In 1072, he celebrated the entry of Roger I of Sicily to Palermo and the end of the Muslim rule over the city. The old Church of Saint Mary, which had been turned into a mosque some two hundred and forty years earlier, was reconsecrated and Nicodemus celebrated a Divine Liturgy there. The new rulers, after establishing their position, sent him to live outside the city in the area now called Mezzomonreale. Because of his fidelity to the Eastern Orthodox Church, he was sent from Palermo. The new political power installed a bishop loyal to Rome in the city.

Nicodemus died in 1083. His body is buried in a stone sarcophagus in the crypt of the Norman era Palermo Cathedral.

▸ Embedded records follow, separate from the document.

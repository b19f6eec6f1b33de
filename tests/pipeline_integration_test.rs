use base64::Engine;
use drive_etl::config::{AppConfig, ChainMode, Endpoints, RetryPolicy};
use drive_etl::core::sanitize::sanitize;
use drive_etl::{EtlEngine, EtlError, TaskState};
use httpmock::prelude::*;
use httpmock::Mock;
use std::path::PathBuf;
use std::sync::Arc;
use std::time::Duration;

const PROJECT: &str = "analytics-prod";
const BUCKET: &str = "staging-bucket";
const FOLDER: &str = "folder-123";
const TEST_PRIVATE_KEY: &str = include_str!("fixtures/test_rsa_key.pem");

fn sample(file_name: &str) -> Vec<u8> {
    std::fs::read(
        PathBuf::from(env!("CARGO_MANIFEST_DIR"))
            .join("tests/fixtures/samples")
            .join(file_name),
    )
    .unwrap()
}

fn config(server: &MockServer) -> Arc<AppConfig> {
    let mut config = AppConfig::new(PROJECT, BUCKET, FOLDER);
    config.endpoints = Endpoints::all(&server.base_url());
    config.access_token = Some("ambient-token".to_string());
    config.retry = RetryPolicy {
        retries: 1,
        delay: Duration::ZERO,
    };
    config.load_poll_interval = Duration::from_millis(5);
    Arc::new(config)
}

struct AuthMocks<'a> {
    secret: Mock<'a>,
    token: Mock<'a>,
}

async fn mock_auth(server: &MockServer) -> AuthMocks<'_> {
    let key = serde_json::json!({
        "type": "service_account",
        "project_id": PROJECT,
        "private_key_id": "key-1",
        "private_key": TEST_PRIVATE_KEY,
        "client_email": "etl@analytics-prod.iam.gserviceaccount.com",
        "token_uri": server.url("/token"),
    });
    let payload = base64::engine::general_purpose::STANDARD.encode(key.to_string());

    let secret = server
        .mock_async(|when, then| {
            when.method(GET)
                .path("/v1/projects/analytics-prod/secrets/ecommerce_elt_pipeline_service_account/versions/latest:access")
                .header("Authorization", "Bearer ambient-token");
            then.status(200).json_body(serde_json::json!({
                "name": "projects/analytics-prod/secrets/ecommerce_elt_pipeline_service_account/versions/3",
                "payload": {"data": payload}
            }));
        })
        .await;
    let token = server
        .mock_async(|when, then| {
            when.method(POST)
                .path("/token")
                .body_contains("grant_type=urn%3Aietf%3Aparams%3Aoauth%3Agrant-type%3Ajwt-bearer");
            then.status(200).json_body(serde_json::json!({
                "access_token": "drive-token",
                "expires_in": 3599,
                "token_type": "Bearer"
            }));
        })
        .await;

    AuthMocks { secret, token }
}

fn drive_query(file_name: &str) -> String {
    format!("'{}' in parents and name = '{}' and trashed = false", FOLDER, file_name)
}

struct TableMocks<'a> {
    upload: Mock<'a>,
    load: Mock<'a>,
}

/// Drive listing and download, the staging upload of the sanitized text and
/// a load job that finishes immediately.
async fn mock_table<'a>(server: &'a MockServer, table: &str) -> TableMocks<'a> {
    let file_name = format!("{table}.csv");
    let raw = sample(&file_name);
    let expected = sanitize(&raw).unwrap().text;
    let file_id = format!("id-{table}");

    server
        .mock_async(|when, then| {
            when.method(GET)
                .path("/drive/v3/files")
                .header("Authorization", "Bearer drive-token")
                .query_param("q", drive_query(&file_name));
            then.status(200).json_body(serde_json::json!({
                "files": [{"id": file_id, "name": file_name, "modifiedTime": "2024-11-15T08:00:00Z"}]
            }));
        })
        .await;
    server
        .mock_async(|when, then| {
            when.method(GET)
                .path(format!("/drive/v3/files/{file_id}"))
                .query_param("alt", "media");
            then.status(200).body(raw.clone());
        })
        .await;
    let upload = server
        .mock_async(|when, then| {
            when.method(POST)
                .path(format!("/upload/storage/v1/b/{BUCKET}/o"))
                .query_param("name", format!("data/{file_name}"))
                .header("Authorization", "Bearer ambient-token")
                .header("Content-Type", "text/csv")
                .body(expected.clone());
            then.status(200).json_body(serde_json::json!({
                "name": format!("data/{file_name}"),
                "bucket": BUCKET,
                "generation": "1731657600000000"
            }));
        })
        .await;
    let load = server
        .mock_async(|when, then| {
            when.method(POST)
                .path(format!("/bigquery/v2/projects/{PROJECT}/jobs"))
                .json_body_partial(
                    serde_json::json!({
                        "configuration": {"load": {
                            "sourceUris": [format!("gs://{BUCKET}/data/{file_name}")],
                            "destinationTable": {"projectId": PROJECT, "datasetId": "ecommerce_data", "tableId": table},
                            "writeDisposition": "WRITE_TRUNCATE",
                            "skipLeadingRows": 1
                        }}
                    })
                    .to_string(),
                );
            then.status(200).json_body(serde_json::json!({
                "jobReference": {"projectId": PROJECT, "jobId": format!("job-{table}")},
                "status": {"state": "DONE"},
                "statistics": {"load": {"outputRows": "2"}}
            }));
        })
        .await;

    TableMocks { upload, load }
}

async fn mock_missing(server: &MockServer, table: &str) {
    let file_name = format!("{table}.csv");
    server
        .mock_async(|when, then| {
            when.method(GET)
                .path("/drive/v3/files")
                .query_param("q", drive_query(&file_name));
            then.status(200).json_body(serde_json::json!({"files": []}));
        })
        .await;
}

fn only(tables: &[&str]) -> Vec<String> {
    tables.iter().map(|t| t.to_string()).collect()
}

fn state<'r>(report: &'r drive_etl::RunReport, task_id: &str) -> &'r TaskState {
    &report.task(task_id).unwrap().state
}

#[tokio::test]
async fn test_run_stages_and_loads_each_table() {
    let server = MockServer::start_async().await;
    let auth = mock_auth(&server).await;
    let customers = mock_table(&server, "olist_customers").await;
    let orders = mock_table(&server, "olist_orders").await;

    let engine = EtlEngine::connect(config(&server)).await.unwrap();
    let report = engine
        .run(&only(&["olist_customers", "olist_orders"]), None)
        .await
        .unwrap();

    assert!(report.is_success(), "{:?}", report.tasks);
    assert_eq!(report.tasks.len(), 4);
    assert_eq!(report.dropped_rows(), 1);
    assert_eq!(
        report.task("stage_olist_customers").unwrap().output.dropped_rows,
        Some(1)
    );
    assert_eq!(
        report.task("load_olist_orders").unwrap().output.job_id.as_deref(),
        Some("job-olist_orders")
    );

    customers.upload.assert_async().await;
    customers.load.assert_async().await;
    orders.upload.assert_async().await;
    orders.load.assert_async().await;
    auth.secret.assert_hits_async(1).await;
    auth.token.assert_hits_async(1).await;
}

#[tokio::test]
async fn test_second_run_overwrites_with_identical_content() {
    let server = MockServer::start_async().await;
    mock_auth(&server).await;
    let customers = mock_table(&server, "olist_customers").await;

    let engine = EtlEngine::connect(config(&server)).await.unwrap();
    let tables = only(&["olist_customers"]);
    let first = engine.run(&tables, None).await.unwrap();
    let second = engine.run(&tables, None).await.unwrap();

    assert!(first.is_success() && second.is_success());
    assert_ne!(first.run_id, second.run_id);
    customers.upload.assert_hits_async(2).await;
    customers.load.assert_hits_async(2).await;
}

#[tokio::test]
async fn test_missing_file_only_fails_its_own_table() {
    let server = MockServer::start_async().await;
    mock_auth(&server).await;
    let customers = mock_table(&server, "olist_customers").await;
    mock_missing(&server, "olist_orders").await;
    let sellers = mock_table(&server, "olist_sellers").await;

    let engine = EtlEngine::connect(config(&server)).await.unwrap();
    let report = engine
        .run(
            &only(&["olist_customers", "olist_orders", "olist_sellers"]),
            Some(ChainMode::Independent),
        )
        .await
        .unwrap();

    assert!(matches!(
        state(&report, "stage_olist_orders"),
        TaskState::Failed(msg) if msg.contains("olist_orders.csv")
    ));
    assert_eq!(report.task("stage_olist_orders").unwrap().attempts, 1);
    assert_eq!(state(&report, "load_olist_orders"), &TaskState::UpstreamFailed);
    assert!(state(&report, "load_olist_customers").is_success());
    assert!(state(&report, "load_olist_sellers").is_success());
    customers.load.assert_async().await;
    sellers.load.assert_async().await;
}

#[tokio::test]
async fn test_linear_chain_stops_at_first_failure() {
    let server = MockServer::start_async().await;
    mock_auth(&server).await;
    let customers = mock_table(&server, "olist_customers").await;
    mock_missing(&server, "olist_orders").await;
    let sellers = mock_table(&server, "olist_sellers").await;

    let engine = EtlEngine::connect(config(&server)).await.unwrap();
    let report = engine
        .run(
            &only(&["olist_customers", "olist_orders", "olist_sellers"]),
            Some(ChainMode::Linear),
        )
        .await
        .unwrap();

    assert!(state(&report, "load_olist_customers").is_success());
    assert_eq!(state(&report, "stage_olist_sellers"), &TaskState::UpstreamFailed);
    assert_eq!(state(&report, "load_olist_sellers"), &TaskState::UpstreamFailed);
    customers.load.assert_async().await;
    sellers.upload.assert_hits_async(0).await;
    sellers.load.assert_hits_async(0).await;
}

#[tokio::test]
async fn test_unavailable_storage_is_retried_then_reported() {
    let server = MockServer::start_async().await;
    mock_auth(&server).await;
    let file_name = "olist_sellers.csv";
    server
        .mock_async(|when, then| {
            when.method(GET)
                .path("/drive/v3/files")
                .query_param("q", drive_query(file_name));
            then.status(200).json_body(serde_json::json!({
                "files": [{"id": "id-sellers", "name": file_name}]
            }));
        })
        .await;
    server
        .mock_async(|when, then| {
            when.method(GET).path("/drive/v3/files/id-sellers");
            then.status(200).body(sample(file_name));
        })
        .await;
    let upload = server
        .mock_async(|when, then| {
            when.method(POST).path(format!("/upload/storage/v1/b/{BUCKET}/o"));
            then.status(503)
                .json_body(serde_json::json!({"error": {"code": 503, "message": "Backend Error"}}));
        })
        .await;
    let load = server
        .mock_async(|when, then| {
            when.method(POST).path(format!("/bigquery/v2/projects/{PROJECT}/jobs"));
            then.status(200).json_body(serde_json::json!({}));
        })
        .await;

    let engine = EtlEngine::connect(config(&server)).await.unwrap();
    let report = engine.run(&only(&["olist_sellers"]), None).await.unwrap();

    let stage = report.task("stage_olist_sellers").unwrap();
    assert!(matches!(stage.state, TaskState::Failed(_)));
    assert_eq!(stage.attempts, 2);
    upload.assert_hits_async(2).await;
    load.assert_hits_async(0).await;
}

#[tokio::test]
async fn test_failed_load_job_is_not_retried() {
    let server = MockServer::start_async().await;
    mock_auth(&server).await;
    let file_name = "olist_products.csv";
    server
        .mock_async(|when, then| {
            when.method(GET)
                .path("/drive/v3/files")
                .query_param("q", drive_query(file_name));
            then.status(200).json_body(serde_json::json!({
                "files": [{"id": "id-products", "name": file_name}]
            }));
        })
        .await;
    server
        .mock_async(|when, then| {
            when.method(GET).path("/drive/v3/files/id-products");
            then.status(200).body(sample(file_name));
        })
        .await;
    server
        .mock_async(|when, then| {
            when.method(POST).path(format!("/upload/storage/v1/b/{BUCKET}/o"));
            then.status(200)
                .json_body(serde_json::json!({"name": "data/olist_products.csv"}));
        })
        .await;
    let load = server
        .mock_async(|when, then| {
            when.method(POST).path(format!("/bigquery/v2/projects/{PROJECT}/jobs"));
            then.status(200).json_body(serde_json::json!({
                "jobReference": {"projectId": PROJECT, "jobId": "job-products"},
                "status": {
                    "state": "DONE",
                    "errorResult": {"reason": "invalid", "message": "Error while reading data"}
                }
            }));
        })
        .await;

    let engine = EtlEngine::connect(config(&server)).await.unwrap();
    let report = engine.run(&only(&["olist_products"]), None).await.unwrap();

    let task = report.task("load_olist_products").unwrap();
    assert!(matches!(&task.state, TaskState::Failed(msg) if msg.contains("Error while reading data")));
    assert_eq!(task.attempts, 1);
    load.assert_hits_async(1).await;
}

#[tokio::test]
async fn test_missing_secret_aborts_before_any_table() {
    let server = MockServer::start_async().await;
    server
        .mock_async(|when, then| {
            when.method(GET).path_contains("/secrets/");
            then.status(404)
                .json_body(serde_json::json!({"error": {"code": 404, "message": "Secret not found"}}));
        })
        .await;
    let drive = server
        .mock_async(|when, then| {
            when.path_contains("/drive/");
            then.status(500);
        })
        .await;

    let result = EtlEngine::connect(config(&server)).await;

    assert!(matches!(result, Err(EtlError::NotFound { .. })));
    drive.assert_hits_async(0).await;
}

#[tokio::test]
async fn test_summary_file_records_task_states() {
    let server = MockServer::start_async().await;
    mock_auth(&server).await;
    mock_table(&server, "olist_geolocation").await;
    mock_missing(&server, "olist_sellers").await;

    let engine = EtlEngine::connect(config(&server)).await.unwrap();
    let report = engine
        .run(&only(&["olist_geolocation", "olist_sellers"]), None)
        .await
        .unwrap();

    let dir = tempfile::tempdir().unwrap();
    let path = dir.path().join("summary.json");
    report.write_json(&path).unwrap();

    let json: serde_json::Value =
        serde_json::from_str(&std::fs::read_to_string(&path).unwrap()).unwrap();
    assert_eq!(json["chain_mode"], "independent");
    let tasks = json["tasks"].as_array().unwrap();
    assert_eq!(tasks.len(), 4);
    assert_eq!(tasks[0]["task_id"], "stage_olist_geolocation");
    assert_eq!(tasks[0]["state"]["status"], "success");
    assert_eq!(tasks[0]["output"]["dropped_rows"], 0);
    assert_eq!(tasks[2]["state"]["status"], "failed");
    assert_eq!(tasks[3]["state"]["status"], "upstream_failed");
    assert_eq!(report.summary()["failed_tasks"], 2);
}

Established on 5 May 2002, the Cross of Merit of Saint Nicodemus, Orthodox Bishop of Palermo, was instituted by his successor Lorenzo, Metropolitan of the Ukrainian Autocephalous Orthodox Church - Abroad and Archbishop of Palermo and All Italy, as an award of merit for those who serve the Church in Palermo or who are benefactors of that Church.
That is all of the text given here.